**WORK REQUEST:**
Locate each line in the records containing "bind". Copy it.

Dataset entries
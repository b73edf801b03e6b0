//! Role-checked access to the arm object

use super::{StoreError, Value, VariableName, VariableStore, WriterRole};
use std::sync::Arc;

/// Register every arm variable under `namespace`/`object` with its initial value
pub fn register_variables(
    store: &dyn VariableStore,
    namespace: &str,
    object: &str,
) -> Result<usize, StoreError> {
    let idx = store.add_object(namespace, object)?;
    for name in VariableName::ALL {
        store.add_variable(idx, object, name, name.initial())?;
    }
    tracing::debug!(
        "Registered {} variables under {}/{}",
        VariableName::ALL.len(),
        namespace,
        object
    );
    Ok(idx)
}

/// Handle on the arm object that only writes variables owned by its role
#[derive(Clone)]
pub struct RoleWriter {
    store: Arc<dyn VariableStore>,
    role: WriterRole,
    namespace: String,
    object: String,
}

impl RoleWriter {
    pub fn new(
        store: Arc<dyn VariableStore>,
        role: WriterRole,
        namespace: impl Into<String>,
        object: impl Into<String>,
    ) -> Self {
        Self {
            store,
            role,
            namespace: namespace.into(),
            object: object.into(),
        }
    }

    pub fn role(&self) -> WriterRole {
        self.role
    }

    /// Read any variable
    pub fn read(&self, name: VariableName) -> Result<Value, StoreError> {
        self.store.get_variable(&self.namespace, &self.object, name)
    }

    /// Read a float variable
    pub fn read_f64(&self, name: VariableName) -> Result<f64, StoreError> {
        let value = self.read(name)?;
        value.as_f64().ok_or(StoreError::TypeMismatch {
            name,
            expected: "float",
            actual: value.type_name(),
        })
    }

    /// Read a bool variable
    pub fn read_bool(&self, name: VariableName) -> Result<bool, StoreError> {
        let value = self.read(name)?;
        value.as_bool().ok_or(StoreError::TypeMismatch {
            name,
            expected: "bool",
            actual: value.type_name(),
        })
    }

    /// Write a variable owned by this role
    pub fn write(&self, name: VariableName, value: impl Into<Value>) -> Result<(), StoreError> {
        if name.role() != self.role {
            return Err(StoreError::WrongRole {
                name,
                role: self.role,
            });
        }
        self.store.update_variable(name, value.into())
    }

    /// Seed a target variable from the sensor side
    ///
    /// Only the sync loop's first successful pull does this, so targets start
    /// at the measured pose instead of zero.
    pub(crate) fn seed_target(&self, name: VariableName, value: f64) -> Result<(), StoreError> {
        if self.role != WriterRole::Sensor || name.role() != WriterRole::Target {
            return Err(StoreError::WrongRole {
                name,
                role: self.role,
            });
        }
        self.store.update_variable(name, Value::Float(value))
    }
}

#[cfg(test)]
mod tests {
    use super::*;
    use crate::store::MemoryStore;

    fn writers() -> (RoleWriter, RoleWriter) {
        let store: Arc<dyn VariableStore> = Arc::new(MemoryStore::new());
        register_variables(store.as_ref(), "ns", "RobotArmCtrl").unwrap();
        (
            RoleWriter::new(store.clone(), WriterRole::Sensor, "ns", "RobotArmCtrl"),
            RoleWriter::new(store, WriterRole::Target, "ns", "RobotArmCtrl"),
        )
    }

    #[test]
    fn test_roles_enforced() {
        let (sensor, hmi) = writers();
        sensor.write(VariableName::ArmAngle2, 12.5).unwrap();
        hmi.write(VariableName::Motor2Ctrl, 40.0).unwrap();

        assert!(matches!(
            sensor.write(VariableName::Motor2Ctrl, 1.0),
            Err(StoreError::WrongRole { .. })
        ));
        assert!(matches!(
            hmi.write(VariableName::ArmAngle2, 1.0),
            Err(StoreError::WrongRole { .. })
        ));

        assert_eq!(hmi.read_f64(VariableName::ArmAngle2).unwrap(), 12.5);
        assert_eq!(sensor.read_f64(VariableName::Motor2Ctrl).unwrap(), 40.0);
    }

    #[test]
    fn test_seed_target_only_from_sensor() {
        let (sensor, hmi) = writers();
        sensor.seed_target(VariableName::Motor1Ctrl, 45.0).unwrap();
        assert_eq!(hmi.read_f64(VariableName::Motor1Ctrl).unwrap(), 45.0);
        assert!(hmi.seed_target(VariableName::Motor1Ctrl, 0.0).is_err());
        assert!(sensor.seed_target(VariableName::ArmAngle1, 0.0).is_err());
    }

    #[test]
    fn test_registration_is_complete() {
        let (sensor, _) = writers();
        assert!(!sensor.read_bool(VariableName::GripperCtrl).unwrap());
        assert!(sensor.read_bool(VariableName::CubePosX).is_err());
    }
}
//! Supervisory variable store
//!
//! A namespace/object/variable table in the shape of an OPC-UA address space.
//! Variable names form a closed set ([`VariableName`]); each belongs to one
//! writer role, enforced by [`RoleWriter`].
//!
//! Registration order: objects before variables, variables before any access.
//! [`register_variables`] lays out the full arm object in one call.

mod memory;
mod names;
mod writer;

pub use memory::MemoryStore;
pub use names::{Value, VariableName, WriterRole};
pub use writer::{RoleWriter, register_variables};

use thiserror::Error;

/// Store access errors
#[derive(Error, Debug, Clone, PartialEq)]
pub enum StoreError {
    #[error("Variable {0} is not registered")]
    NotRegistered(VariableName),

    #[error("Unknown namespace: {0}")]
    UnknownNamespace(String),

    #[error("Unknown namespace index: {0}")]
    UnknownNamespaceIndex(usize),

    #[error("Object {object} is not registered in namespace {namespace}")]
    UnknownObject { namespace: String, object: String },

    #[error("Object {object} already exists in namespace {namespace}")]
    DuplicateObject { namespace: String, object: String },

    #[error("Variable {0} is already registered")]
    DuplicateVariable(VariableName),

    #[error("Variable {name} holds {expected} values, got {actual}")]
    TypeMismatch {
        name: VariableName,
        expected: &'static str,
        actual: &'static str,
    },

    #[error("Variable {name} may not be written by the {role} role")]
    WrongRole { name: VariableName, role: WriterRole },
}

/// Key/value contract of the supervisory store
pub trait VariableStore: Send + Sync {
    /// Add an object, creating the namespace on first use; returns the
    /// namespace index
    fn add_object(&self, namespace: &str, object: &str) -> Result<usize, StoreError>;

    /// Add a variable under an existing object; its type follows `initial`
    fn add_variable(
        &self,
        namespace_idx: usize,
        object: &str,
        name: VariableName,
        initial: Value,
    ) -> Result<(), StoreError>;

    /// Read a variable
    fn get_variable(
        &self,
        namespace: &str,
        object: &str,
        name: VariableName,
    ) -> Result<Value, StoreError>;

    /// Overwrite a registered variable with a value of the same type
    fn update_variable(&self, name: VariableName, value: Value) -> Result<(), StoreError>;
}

---

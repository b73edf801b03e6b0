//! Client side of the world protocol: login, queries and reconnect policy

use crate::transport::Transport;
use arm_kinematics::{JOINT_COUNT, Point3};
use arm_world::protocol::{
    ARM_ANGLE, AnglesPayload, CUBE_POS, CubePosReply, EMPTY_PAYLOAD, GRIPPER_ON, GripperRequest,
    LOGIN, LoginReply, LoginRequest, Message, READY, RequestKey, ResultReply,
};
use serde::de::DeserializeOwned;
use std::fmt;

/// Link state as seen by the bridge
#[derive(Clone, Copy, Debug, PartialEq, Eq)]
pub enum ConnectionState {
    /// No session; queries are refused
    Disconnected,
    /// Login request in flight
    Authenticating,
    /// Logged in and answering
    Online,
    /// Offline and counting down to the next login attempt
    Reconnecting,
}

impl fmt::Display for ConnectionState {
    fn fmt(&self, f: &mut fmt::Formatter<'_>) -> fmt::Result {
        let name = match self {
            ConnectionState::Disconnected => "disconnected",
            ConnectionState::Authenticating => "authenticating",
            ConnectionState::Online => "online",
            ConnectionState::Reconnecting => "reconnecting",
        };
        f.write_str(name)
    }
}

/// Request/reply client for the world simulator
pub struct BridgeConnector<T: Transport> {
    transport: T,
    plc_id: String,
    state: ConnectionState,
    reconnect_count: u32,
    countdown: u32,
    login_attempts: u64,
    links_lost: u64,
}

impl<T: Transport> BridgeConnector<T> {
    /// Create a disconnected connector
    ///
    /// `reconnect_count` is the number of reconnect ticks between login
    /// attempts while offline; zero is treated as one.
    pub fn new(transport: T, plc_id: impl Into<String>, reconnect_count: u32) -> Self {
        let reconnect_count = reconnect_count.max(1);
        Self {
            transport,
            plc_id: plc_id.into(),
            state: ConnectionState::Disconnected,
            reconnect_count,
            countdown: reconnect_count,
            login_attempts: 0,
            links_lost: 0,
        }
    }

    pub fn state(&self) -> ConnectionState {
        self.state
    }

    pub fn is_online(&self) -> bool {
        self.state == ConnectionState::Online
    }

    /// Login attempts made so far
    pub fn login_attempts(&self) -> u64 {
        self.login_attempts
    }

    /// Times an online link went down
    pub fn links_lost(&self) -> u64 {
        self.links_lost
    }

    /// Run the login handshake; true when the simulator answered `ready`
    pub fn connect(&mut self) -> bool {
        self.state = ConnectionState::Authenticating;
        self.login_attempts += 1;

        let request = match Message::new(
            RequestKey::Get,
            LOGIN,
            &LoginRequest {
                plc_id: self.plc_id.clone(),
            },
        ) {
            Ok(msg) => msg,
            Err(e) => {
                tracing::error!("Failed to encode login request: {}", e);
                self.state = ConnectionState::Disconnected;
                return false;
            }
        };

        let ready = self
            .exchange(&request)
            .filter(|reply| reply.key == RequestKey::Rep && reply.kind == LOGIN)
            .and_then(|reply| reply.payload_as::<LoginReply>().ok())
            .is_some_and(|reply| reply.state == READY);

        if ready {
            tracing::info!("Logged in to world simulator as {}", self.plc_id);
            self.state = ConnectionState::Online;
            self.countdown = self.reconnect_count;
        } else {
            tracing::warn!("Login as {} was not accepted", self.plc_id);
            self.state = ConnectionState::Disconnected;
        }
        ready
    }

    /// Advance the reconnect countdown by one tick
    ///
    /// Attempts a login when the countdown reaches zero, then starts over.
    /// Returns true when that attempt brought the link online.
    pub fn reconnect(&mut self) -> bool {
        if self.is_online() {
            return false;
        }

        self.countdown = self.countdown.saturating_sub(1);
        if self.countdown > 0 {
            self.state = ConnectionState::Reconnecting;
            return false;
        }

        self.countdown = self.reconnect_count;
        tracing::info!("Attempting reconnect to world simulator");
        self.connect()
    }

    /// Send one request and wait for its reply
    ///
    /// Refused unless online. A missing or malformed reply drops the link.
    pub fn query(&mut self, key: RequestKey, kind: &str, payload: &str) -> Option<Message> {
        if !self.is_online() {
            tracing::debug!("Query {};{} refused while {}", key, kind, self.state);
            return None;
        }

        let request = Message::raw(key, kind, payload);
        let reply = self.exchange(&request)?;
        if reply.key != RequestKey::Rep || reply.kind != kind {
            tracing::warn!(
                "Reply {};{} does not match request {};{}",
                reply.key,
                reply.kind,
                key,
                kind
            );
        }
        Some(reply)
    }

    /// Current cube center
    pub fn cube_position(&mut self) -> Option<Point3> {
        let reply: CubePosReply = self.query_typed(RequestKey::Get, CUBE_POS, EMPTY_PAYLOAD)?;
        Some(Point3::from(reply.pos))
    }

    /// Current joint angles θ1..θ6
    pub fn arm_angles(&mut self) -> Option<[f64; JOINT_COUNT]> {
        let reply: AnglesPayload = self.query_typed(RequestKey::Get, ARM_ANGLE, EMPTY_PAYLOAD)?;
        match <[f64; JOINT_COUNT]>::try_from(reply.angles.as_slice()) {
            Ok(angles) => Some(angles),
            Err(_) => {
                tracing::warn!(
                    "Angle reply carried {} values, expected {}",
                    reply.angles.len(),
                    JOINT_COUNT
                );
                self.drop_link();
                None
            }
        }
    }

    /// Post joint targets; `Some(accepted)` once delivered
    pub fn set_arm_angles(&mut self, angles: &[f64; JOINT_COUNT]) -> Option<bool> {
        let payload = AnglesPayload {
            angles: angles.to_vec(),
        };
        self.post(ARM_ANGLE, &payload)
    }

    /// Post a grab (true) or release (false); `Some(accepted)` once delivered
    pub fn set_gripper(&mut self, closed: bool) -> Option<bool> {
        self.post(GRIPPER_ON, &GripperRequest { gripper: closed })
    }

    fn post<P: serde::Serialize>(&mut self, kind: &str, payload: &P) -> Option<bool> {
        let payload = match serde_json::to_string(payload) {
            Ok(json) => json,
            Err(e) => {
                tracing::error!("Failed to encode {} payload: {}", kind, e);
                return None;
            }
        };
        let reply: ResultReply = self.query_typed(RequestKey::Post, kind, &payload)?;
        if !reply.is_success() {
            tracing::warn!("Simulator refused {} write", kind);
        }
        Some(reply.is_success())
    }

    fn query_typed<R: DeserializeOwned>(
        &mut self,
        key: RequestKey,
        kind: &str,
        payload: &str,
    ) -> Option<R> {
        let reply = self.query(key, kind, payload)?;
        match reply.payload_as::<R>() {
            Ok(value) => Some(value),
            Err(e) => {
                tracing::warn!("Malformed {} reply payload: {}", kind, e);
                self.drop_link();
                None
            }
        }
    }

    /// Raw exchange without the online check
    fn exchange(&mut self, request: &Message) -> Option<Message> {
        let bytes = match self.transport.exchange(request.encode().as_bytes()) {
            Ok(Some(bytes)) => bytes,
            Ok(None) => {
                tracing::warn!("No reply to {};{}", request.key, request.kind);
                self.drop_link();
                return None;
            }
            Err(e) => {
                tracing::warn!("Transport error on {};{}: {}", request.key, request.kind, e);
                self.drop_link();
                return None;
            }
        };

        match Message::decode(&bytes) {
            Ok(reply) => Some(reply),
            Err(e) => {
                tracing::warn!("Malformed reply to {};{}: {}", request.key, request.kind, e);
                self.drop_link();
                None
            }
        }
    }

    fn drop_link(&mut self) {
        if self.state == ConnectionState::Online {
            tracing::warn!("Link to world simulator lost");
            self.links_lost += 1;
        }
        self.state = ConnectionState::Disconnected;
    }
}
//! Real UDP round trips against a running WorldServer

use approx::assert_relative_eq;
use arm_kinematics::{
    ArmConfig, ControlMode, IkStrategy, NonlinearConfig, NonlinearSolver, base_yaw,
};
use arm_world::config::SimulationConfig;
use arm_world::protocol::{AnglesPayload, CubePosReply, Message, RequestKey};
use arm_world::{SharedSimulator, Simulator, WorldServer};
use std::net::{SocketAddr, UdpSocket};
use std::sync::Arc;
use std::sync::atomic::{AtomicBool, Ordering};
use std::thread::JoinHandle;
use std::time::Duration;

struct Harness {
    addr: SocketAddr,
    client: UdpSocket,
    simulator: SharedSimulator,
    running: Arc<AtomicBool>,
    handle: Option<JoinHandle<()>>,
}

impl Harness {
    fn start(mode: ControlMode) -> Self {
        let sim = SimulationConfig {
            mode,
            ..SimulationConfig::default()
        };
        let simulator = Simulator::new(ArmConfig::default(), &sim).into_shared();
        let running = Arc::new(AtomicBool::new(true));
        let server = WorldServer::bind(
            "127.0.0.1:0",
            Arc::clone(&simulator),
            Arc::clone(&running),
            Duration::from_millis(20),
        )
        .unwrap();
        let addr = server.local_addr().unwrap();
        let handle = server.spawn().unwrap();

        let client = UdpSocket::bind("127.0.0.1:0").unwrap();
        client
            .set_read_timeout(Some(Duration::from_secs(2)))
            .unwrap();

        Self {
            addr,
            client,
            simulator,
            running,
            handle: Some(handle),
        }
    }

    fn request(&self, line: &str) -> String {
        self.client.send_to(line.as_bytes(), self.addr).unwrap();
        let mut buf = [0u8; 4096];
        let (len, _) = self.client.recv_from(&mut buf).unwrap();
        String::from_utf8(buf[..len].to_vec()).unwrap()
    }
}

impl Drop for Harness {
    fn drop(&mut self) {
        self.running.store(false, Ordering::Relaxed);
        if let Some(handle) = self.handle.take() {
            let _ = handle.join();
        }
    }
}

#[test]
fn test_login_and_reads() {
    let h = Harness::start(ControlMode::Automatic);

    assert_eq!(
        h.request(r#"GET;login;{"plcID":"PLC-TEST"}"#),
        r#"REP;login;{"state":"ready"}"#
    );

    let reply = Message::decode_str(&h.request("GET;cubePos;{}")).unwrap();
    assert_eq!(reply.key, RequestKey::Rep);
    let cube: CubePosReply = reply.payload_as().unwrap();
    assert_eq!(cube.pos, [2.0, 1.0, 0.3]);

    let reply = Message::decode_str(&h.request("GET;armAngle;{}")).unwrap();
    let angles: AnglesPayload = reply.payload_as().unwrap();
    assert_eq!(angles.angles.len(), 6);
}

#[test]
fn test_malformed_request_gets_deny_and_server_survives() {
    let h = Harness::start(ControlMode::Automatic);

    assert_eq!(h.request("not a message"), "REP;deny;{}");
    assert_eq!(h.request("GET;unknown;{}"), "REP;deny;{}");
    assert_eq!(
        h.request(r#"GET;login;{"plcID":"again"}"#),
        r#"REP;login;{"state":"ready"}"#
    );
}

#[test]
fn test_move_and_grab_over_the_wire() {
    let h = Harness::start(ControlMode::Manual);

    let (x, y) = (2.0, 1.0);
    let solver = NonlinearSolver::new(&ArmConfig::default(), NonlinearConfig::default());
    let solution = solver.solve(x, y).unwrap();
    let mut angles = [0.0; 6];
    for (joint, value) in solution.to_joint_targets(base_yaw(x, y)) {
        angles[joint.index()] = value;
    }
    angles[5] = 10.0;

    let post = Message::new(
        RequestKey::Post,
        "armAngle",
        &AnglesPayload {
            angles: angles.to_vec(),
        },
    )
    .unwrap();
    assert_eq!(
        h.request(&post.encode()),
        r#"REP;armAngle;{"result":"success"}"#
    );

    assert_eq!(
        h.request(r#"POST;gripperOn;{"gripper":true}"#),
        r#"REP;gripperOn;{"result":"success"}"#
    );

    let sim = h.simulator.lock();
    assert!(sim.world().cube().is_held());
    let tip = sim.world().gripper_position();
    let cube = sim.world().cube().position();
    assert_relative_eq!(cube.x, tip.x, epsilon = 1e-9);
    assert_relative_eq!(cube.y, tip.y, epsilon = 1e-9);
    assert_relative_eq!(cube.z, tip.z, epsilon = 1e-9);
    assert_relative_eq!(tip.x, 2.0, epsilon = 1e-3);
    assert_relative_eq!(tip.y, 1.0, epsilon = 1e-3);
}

==

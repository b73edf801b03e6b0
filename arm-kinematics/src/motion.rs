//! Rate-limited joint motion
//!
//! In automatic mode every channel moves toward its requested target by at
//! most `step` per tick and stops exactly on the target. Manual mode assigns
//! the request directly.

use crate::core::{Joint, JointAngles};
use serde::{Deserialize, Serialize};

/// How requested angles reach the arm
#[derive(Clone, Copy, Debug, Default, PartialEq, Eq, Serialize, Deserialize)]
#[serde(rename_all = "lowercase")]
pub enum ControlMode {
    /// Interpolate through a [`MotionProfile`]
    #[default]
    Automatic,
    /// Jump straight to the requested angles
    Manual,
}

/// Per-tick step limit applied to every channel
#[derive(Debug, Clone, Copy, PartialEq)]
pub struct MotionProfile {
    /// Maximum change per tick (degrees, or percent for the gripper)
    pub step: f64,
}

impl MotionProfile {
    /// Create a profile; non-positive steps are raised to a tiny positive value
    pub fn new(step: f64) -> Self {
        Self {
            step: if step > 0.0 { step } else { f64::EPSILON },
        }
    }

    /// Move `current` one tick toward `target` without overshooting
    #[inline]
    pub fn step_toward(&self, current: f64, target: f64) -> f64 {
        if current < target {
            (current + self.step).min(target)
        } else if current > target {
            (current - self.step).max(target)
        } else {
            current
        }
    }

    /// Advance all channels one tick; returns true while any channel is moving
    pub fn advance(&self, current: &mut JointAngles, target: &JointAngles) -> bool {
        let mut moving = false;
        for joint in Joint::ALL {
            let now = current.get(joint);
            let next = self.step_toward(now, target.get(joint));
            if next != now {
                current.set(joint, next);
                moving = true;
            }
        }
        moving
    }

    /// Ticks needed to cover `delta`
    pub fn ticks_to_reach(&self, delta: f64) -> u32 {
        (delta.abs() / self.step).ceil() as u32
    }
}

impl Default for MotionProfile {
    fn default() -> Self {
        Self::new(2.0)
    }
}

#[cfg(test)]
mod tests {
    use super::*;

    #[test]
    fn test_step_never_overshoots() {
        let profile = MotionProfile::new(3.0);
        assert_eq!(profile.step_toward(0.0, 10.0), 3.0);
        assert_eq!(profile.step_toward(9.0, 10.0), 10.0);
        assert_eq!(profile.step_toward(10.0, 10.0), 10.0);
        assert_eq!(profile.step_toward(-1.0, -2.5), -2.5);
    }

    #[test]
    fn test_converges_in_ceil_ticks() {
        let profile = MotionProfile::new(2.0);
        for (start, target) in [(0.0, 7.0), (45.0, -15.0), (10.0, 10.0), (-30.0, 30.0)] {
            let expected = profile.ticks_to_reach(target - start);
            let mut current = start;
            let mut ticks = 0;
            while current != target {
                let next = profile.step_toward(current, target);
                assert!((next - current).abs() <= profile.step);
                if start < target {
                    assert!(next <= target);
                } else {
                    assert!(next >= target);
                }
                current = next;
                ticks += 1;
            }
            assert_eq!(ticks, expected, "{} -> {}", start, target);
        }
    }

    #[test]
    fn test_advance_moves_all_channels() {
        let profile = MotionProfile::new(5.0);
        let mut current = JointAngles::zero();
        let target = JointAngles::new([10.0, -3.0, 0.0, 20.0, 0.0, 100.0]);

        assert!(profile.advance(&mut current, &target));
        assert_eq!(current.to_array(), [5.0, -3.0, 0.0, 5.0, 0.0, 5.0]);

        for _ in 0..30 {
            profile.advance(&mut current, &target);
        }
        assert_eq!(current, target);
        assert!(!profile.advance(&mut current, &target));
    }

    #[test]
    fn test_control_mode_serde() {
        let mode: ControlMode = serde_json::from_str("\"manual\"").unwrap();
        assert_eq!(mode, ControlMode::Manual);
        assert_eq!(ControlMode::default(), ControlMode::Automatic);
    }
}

**OUTPUT FOR THIS TASK:**
        let server = WorldServer::bind(
        let client = UdpSocket::bind("127.0.0.1:0").unwrap();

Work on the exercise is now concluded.